#### [Task brief]
Locate each line in the records containing "guard". Copy it.

Records contained in a dataset
//! Binary entrypoint for the codexhunt CLI.
//!
//! Commands:
//! - `init` - create a starter `config.toml` and the catalog seed `data/seeds/catalog.json`
//! - `status` - print the player sidebar and the control panel
//! - `missions` / `badges` - print the mission archive or the achievement wall
//! - `play <mission>` - open an interactive mission terminal on stdin
//! - `submit <mission> <answer...>` - verify one answer and apply the reward
//! - `hint <mission> [query...]` - ask the oracle once
//! - `rename <name>` / `reset` - manage the saved snapshot
//!
//! See the library crate docs for module-level details: `codexhunt::`.
use anyhow::{anyhow, Result};
use clap::{Parser, Subcommand};
use log::{info, warn};
use std::time::Instant;
use tokio::io::{AsyncBufReadExt, BufReader};

use codexhunt::config::Config;
use codexhunt::hunt::{canonical_catalog, resolve_catalog, write_catalog_json, Completion};
use codexhunt::metrics;
use codexhunt::shell::render::{
    render_badges, render_briefing, render_dashboard, render_missions, render_sidebar,
    render_transcript,
};
use codexhunt::shell::{HintService, HuntShell, SubmitOutcome, TerminalInput};
use codexhunt::storage::JsonFileStore;

#[derive(Parser)]
#[command(name = "codexhunt")]
#[command(about = "A gamified progression tracker for a programming-puzzle treasure hunt")]
#[command(version)]
struct Cli {
    #[command(subcommand)]
    command: Commands,

    /// Configuration file path (can be used before or after subcommand)
    #[arg(short, long, default_value = "config.toml", global = true)]
    config: String,

    /// Verbose logging (-v, -vv for more; may appear before or after subcommand)
    #[arg(short, long, action = clap::ArgAction::Count, global = true)]
    verbose: u8,
}

#[derive(Subcommand)]
enum Commands {
    /// Write a default configuration and catalog seed
    Init,
    /// Show the player status and the next mission
    Status,
    /// List every mission with its status
    Missions,
    /// Show unlocked and locked badges
    Badges,
    /// Open an interactive terminal for a mission (`:hint [question]`, `:back`)
    Play {
        /// Mission id (e.g. m001)
        mission: String,
    },
    /// Submit a single answer for a mission
    Submit {
        mission: String,
        /// Answer text; multiple words are joined with spaces
        #[arg(required = true, num_args = 1..)]
        answer: Vec<String>,
    },
    /// Ask the oracle for a hint
    Hint {
        mission: String,
        /// Optional question for the oracle
        query: Vec<String>,
    },
    /// Change the player name
    Rename { name: String },
    /// Delete all saved progress
    Reset,
}

#[tokio::main]
async fn main() -> Result<()> {
    let cli = Cli::parse();

    // Init writes the config, so it never reads one
    let config = if matches!(cli.command, Commands::Init) {
        init_logging(&None, cli.verbose);
        Config::default()
    } else {
        match Config::load(&cli.config).await {
            Ok(cfg) => {
                init_logging(&Some(cfg.clone()), cli.verbose);
                cfg
            }
            Err(e) => {
                init_logging(&None, cli.verbose);
                warn!("{} (using built-in defaults; run `codexhunt init`)", e);
                Config::default()
            }
        }
    };

    match cli.command {
        Commands::Init => run_init(&cli.config).await?,
        Commands::Status => {
            let shell = open_shell(&config);
            println!("{}", render_sidebar(shell.state(), shell.catalog()));
            println!();
            print!("{}", render_dashboard(shell.state(), shell.catalog()));
        }
        Commands::Missions => {
            let shell = open_shell(&config);
            print!("{}", render_missions(shell.state(), shell.catalog()));
        }
        Commands::Badges => {
            let shell = open_shell(&config);
            print!("{}", render_badges(shell.state(), shell.catalog()));
        }
        Commands::Play { mission } => {
            let mut shell = open_shell(&config);
            let hints = HintService::new(config.hint.clone());
            run_play(&mut shell, &hints, &mission).await?;
            let m = metrics::snapshot();
            info!(
                "Session metrics: answers {} ({} accepted, {} rejected), hints {} ({} failed), missions completed {}",
                m.answers_submitted,
                m.answers_accepted,
                m.answers_rejected,
                m.hints_requested,
                m.hints_failed,
                m.missions_completed
            );
        }
        Commands::Submit { mission, answer } => {
            let mut shell = open_shell(&config);
            let answer = answer.join(" ");
            let session = shell.open_mission(&mission)?;
            let skip = session.logs().len();
            let outcome = shell.submit(&answer, Instant::now());
            if let Some(session) = shell.active() {
                print!("{}", render_transcript(session, skip));
            }
            match outcome {
                SubmitOutcome::Accepted => {
                    shell.close_mission();
                    if let Completion::Applied(report) = shell.complete_now(&mission) {
                        println!("+{} XP", report.xp_awarded);
                        if report.leveled_up() {
                            println!("ACCESS LEVEL UP: {}", report.new_level);
                        }
                        for badge in &report.new_badges {
                            if let Ok(b) = shell.catalog().badge(badge) {
                                println!("BADGE UNLOCKED: {} {}", b.icon, b.name);
                            }
                        }
                    } else {
                        println!("Mission already completed; no reward applied.");
                    }
                    println!("{}", render_sidebar(shell.state(), shell.catalog()));
                }
                SubmitOutcome::Rejected => std::process::exit(1),
                SubmitOutcome::Ignored => {
                    eprintln!("Error: empty answer.");
                    std::process::exit(2);
                }
            }
        }
        Commands::Hint { mission, query } => {
            let mut shell = open_shell(&config);
            shell.open_mission(&mission)?;
            let query = query.join(" ");
            let request = shell
                .begin_hint(Some(&query))
                .ok_or_else(|| anyhow!("no hint available for {}", mission))?;
            let hints = HintService::new(config.hint.clone());
            let text = hints
                .request_hint(
                    &request.mission_title,
                    &request.mission_context,
                    &request.user_query,
                )
                .await;
            shell.finish_hint(&text);
            println!("{}", text);
        }
        Commands::Rename { name } => {
            let mut shell = open_shell(&config);
            shell.rename(&name)?;
            println!("{}", render_sidebar(shell.state(), shell.catalog()));
        }
        Commands::Reset => {
            let mut shell = open_shell(&config);
            shell.reset()?;
            println!("Progress reset.");
        }
    }

    Ok(())
}

async fn run_init(config_path: &str) -> Result<()> {
    info!("Initializing new codexhunt configuration");
    let cfg = Config::default();
    Config::create_default(config_path).await?;
    info!("Configuration file created at {}", config_path);

    tokio::fs::create_dir_all(&cfg.storage.data_dir).await?;
    if let Some(seed) = &cfg.storage.catalog_file {
        write_catalog_json(seed, &canonical_catalog())?;
        info!("Catalog seed written to {}", seed);
    }
    Ok(())
}

fn open_shell(config: &Config) -> HuntShell<JsonFileStore> {
    let catalog = resolve_catalog(config.storage.catalog_file.as_deref());
    let store = JsonFileStore::new(&config.storage.data_dir, &config.storage.save_key);
    HuntShell::open(catalog, store, config.hunt.clone())
}

async fn wait_for(deadline: Option<Instant>) {
    match deadline {
        Some(at) => tokio::time::sleep_until(tokio::time::Instant::from_std(at)).await,
        None => std::future::pending::<()>().await,
    }
}

async fn run_play(
    shell: &mut HuntShell<JsonFileStore>,
    hints: &HintService,
    mission_id: &str,
) -> Result<()> {
    let session = shell.open_mission(mission_id)?;
    print!("{}", render_briefing(session.mission()));
    println!("Type an answer, `:hint [question]` for help or `:back` to leave.");

    let mut lines = BufReader::new(tokio::io::stdin()).lines();
    let mut stdin_open = true;
    let mut printed = 0;

    loop {
        match shell.active() {
            Some(session) => {
                print!("{}", render_transcript(session, printed));
                printed = session.logs().len();
            }
            None => break,
        }
        if !stdin_open && !shell.has_pending() {
            break;
        }

        let deadline = shell.next_deadline();
        tokio::select! {
            line = lines.next_line(), if stdin_open => {
                let Some(line) = line? else {
                    stdin_open = false;
                    continue;
                };
                match TerminalInput::parse(&line) {
                    TerminalInput::Back => {
                        shell.close_mission();
                        break;
                    }
                    TerminalInput::Hint(query) => {
                        if let Some(request) = shell.begin_hint(query) {
                            if let Some(session) = shell.active() {
                                print!("{}", render_transcript(session, printed));
                                printed = session.logs().len();
                            }
                            let text = hints
                                .request_hint(
                                    &request.mission_title,
                                    &request.mission_context,
                                    &request.user_query,
                                )
                                .await;
                            shell.finish_hint(&text);
                        }
                    }
                    TerminalInput::Answer(answer) => {
                        shell.submit(answer, Instant::now());
                    }
                }
            }
            _ = wait_for(deadline) => {
                shell.tick(Instant::now());
            }
        }
    }

    println!();
    println!("{}", render_sidebar(shell.state(), shell.catalog()));
    print!("{}", render_dashboard(shell.state(), shell.catalog()));
    Ok(())
}

fn init_logging(config: &Option<Config>, verbosity: u8) {
    use std::io::Write;
    let mut builder = env_logger::Builder::new();
    // CLI verbosity overrides the configured level
    let configured = config
        .as_ref()
        .and_then(|c| c.logging.level.parse::<log::LevelFilter>().ok())
        .unwrap_or(log::LevelFilter::Info);
    let base_level = match verbosity {
        0 => configured,
        1 => log::LevelFilter::Debug,
        _ => log::LevelFilter::Trace,
    };
    builder.filter_level(base_level);

    let log_file = config
        .as_ref()
        .and_then(|c| c.logging.file.as_ref())
        .and_then(|file| {
            std::fs::OpenOptions::new()
                .create(true)
                .append(true)
                .open(file)
                .ok()
        });

    if let Some(f) = log_file {
        let write_mutex = std::sync::Arc::new(std::sync::Mutex::new(f));
        // Echo to the console only when attached to a terminal
        let is_tty = atty::is(atty::Stream::Stderr);
        builder.format(move |fmt, record| {
            let ts = chrono::Utc::now().format("%Y-%m-%dT%H:%M:%SZ");
            let line = format!("{} [{}] {}", ts, record.level(), record.args());
            if let Ok(mut guard) = write_mutex.lock() {
                let _ = writeln!(guard, "{}", line);
            }
            if is_tty {
                writeln!(fmt, "{}", line)
            } else {
                Ok(())
            }
        });
    } else {
        builder.format(|fmt, record| {
            let ts = chrono::Utc::now().format("%Y-%m-%dT%H:%M:%SZ");
            writeln!(fmt, "{} [{}] {}", ts, record.level(), record.args())
        });
    }
    let _ = builder.try_init();
}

#### [Task output]
            if let Ok(mut guard) = write_mutex.lock() {
                let _ = writeln!(guard, "{}", line);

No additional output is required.